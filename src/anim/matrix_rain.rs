// Copyright (c) 2026 rezky_nightky

use rand::rngs::StdRng;
use rand::Rng;

use crate::cell::{Cell, Style};
use crate::frame::Frame;

use super::Animation;

const GLYPHS: &[u8] = b"abcdefghijklmnopqrstuvwxyz0123456789@#$%&*(){}[]<>?/\\|~";

#[derive(Clone, Copy, Debug)]
struct Drop {
    x: u16,
    y: f32,
    speed: f32,
    length: u16,
}

pub struct MatrixRain {
    h: u16,
    w: u16,
    rng: StdRng,
    drops: Vec<Drop>,
}

impl MatrixRain {
    pub fn new(h: u16, w: u16, rng: StdRng) -> Self {
        let mut s = Self {
            h,
            w,
            rng,
            drops: Vec::new(),
        };
        s.reset();
        s
    }

    fn roll_drop(&mut self, x: u16, y_low: f32) -> Drop {
        let max_len = (self.h / 2).max(5);
        Drop {
            x,
            y: self.rng.random_range(y_low..=0.0),
            speed: self.rng.random_range(1.0..3.0),
            length: self.rng.random_range(5..=max_len),
        }
    }

    fn glyph(&mut self) -> char {
        GLYPHS[self.rng.random_range(0..GLYPHS.len())] as char
    }
}

impl Animation for MatrixRain {
    fn name(&self) -> &'static str {
        "Matrix Rain"
    }

    fn reset(&mut self) {
        self.drops.clear();
        for x in 0..self.w {
            if self.rng.random_bool(0.4) {
                let d = self.roll_drop(x, -(self.h as f32));
                self.drops.push(d);
            }
        }
    }

    fn resize(&mut self, h: u16, w: u16) {
        self.h = h;
        self.w = w;
        self.reset();
    }

    fn update(&mut self) {
        if self.w == 0 {
            return;
        }
        for i in 0..self.drops.len() {
            let mut d = self.drops[i];
            d.y += d.speed;
            if d.y - d.length as f32 > self.h as f32 {
                let x = self.rng.random_range(0..self.w);
                d = self.roll_drop(x, -(self.h as f32) / 2.0);
            }
            self.drops[i] = d;
        }
        // trickle in new drops up to one per column
        if self.drops.len() < self.w as usize && self.rng.random_bool(0.3) {
            let x = self.rng.random_range(0..self.w);
            let d = self.roll_drop(x, -10.0);
            self.drops.push(d);
        }
    }

    fn draw(&mut self, frame: &mut Frame) {
        for i in 0..self.drops.len() {
            let d = self.drops[i];
            if d.x >= self.w {
                continue;
            }
            let head = d.y.floor() as i32;
            for k in 0..d.length as i32 {
                let y = head - k;
                if y < 0 || y >= self.h as i32 {
                    continue;
                }
                let ch = self.glyph();
                let cell = if k == 0 {
                    Cell::bold(ch, Style::White)
                } else {
                    let shade = (9 - (k * 10 / d.length.max(1) as i32)).clamp(0, 9);
                    Cell::new(ch, Style::GreenShade(shade as u8))
                };
                frame.set(d.x as i32, y, cell);
            }
        }
    }
}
---+---
> [PROMPT] Each entry above is to be duplicated exactly, with nothing left out.

> [THE COMPLETED TASK]
filename src/anim/matrix_rain.rs
// Copyright (c) 2026 rezky_nightky

use rand::rngs::StdRng;
use rand::Rng;

use crate::cell::{Cell, Style};
use crate::frame::Frame;

use super::Animation;

const GLYPHS: &[u8] = b"abcdefghijklmnopqrstuvwxyz0123456789@#$%&*(){}[]<>?/\\|~";

#[derive(Clone, Copy, Debug)]
struct Drop {
    x: u16,
    y: f32,
    speed: f32,
    length: u16,
}

pub struct MatrixRain {
    h: u16,
    w: u16,
    rng: StdRng,
    drops: Vec<Drop>,
}

impl MatrixRain {
    pub fn new(h: u16, w: u16, rng: StdRng) -> Self {
        let mut s = Self {
            h,
            w,
            rng,
            drops: Vec::new(),
        };
        s.reset();
        s
    }

    fn roll_drop(&mut self, x: u16, y_low: f32) -> Drop {
        let max_len = (self.h / 2).max(5);
        Drop {
            x,
            y: self.rng.random_range(y_low..=0.0),
            speed: self.rng.random_range(1.0..3.0),
            length: self.rng.random_range(5..=max_len),
        }
    }

    fn glyph(&mut self) -> char {
        GLYPHS[self.rng.random_range(0..GLYPHS.len())] as char
    }
}

impl Animation for MatrixRain {
    fn name(&self) -> &'static str {
        "Matrix Rain"
    }

    fn reset(&mut self) {
        self.drops.clear();
        for x in 0..self.w {
            if self.rng.random_bool(0.4) {
                let d = self.roll_drop(x, -(self.h as f32));
                self.drops.push(d);
            }
        }
    }

    fn resize(&mut self, h: u16, w: u16) {
        self.h = h;
        self.w = w;
        self.reset();
    }

    fn update(&mut self) {
        if self.w == 0 {
            return;
        }
        for i in 0..self.drops.len() {
            let mut d = self.drops[i];
            d.y += d.speed;
            if d.y - d.length as f32 > self.h as f32 {
                let x = self.rng.random_range(0..self.w);
                d = self.roll_drop(x, -(self.h as f32) / 2.0);
            }
            self.drops[i] = d;
        }
        // trickle in new drops up to one per column
        if self.drops.len() < self.w as usize && self.rng.random_bool(0.3) {
            let x = self.rng.random_range(0..self.w);
            let d = self.roll_drop(x, -10.0);
            self.drops.push(d);
        }
    }

    fn draw(&mut self, frame: &mut Frame) {
        for i in 0..self.drops.len() {
            let d = self.drops[i];
            if d.x >= self.w {
                continue;
            }
            let head = d.y.floor() as i32;
            for k in 0..d.length as i32 {
                let y = head - k;
                if y < 0 || y >= self.h as i32 {
                    continue;
                }
                let ch = self.glyph();
                let cell = if k == 0 {
                    Cell::bold(ch, Style::White)
                } else {
                    let shade = (9 - (k * 10 / d.length.max(1) as i32)).clamp(0, 9);
                    Cell::new(ch, Style::GreenShade(shade as u8))
                };
                frame.set(d.x as i32, y, cell);
            }
        }
    }
}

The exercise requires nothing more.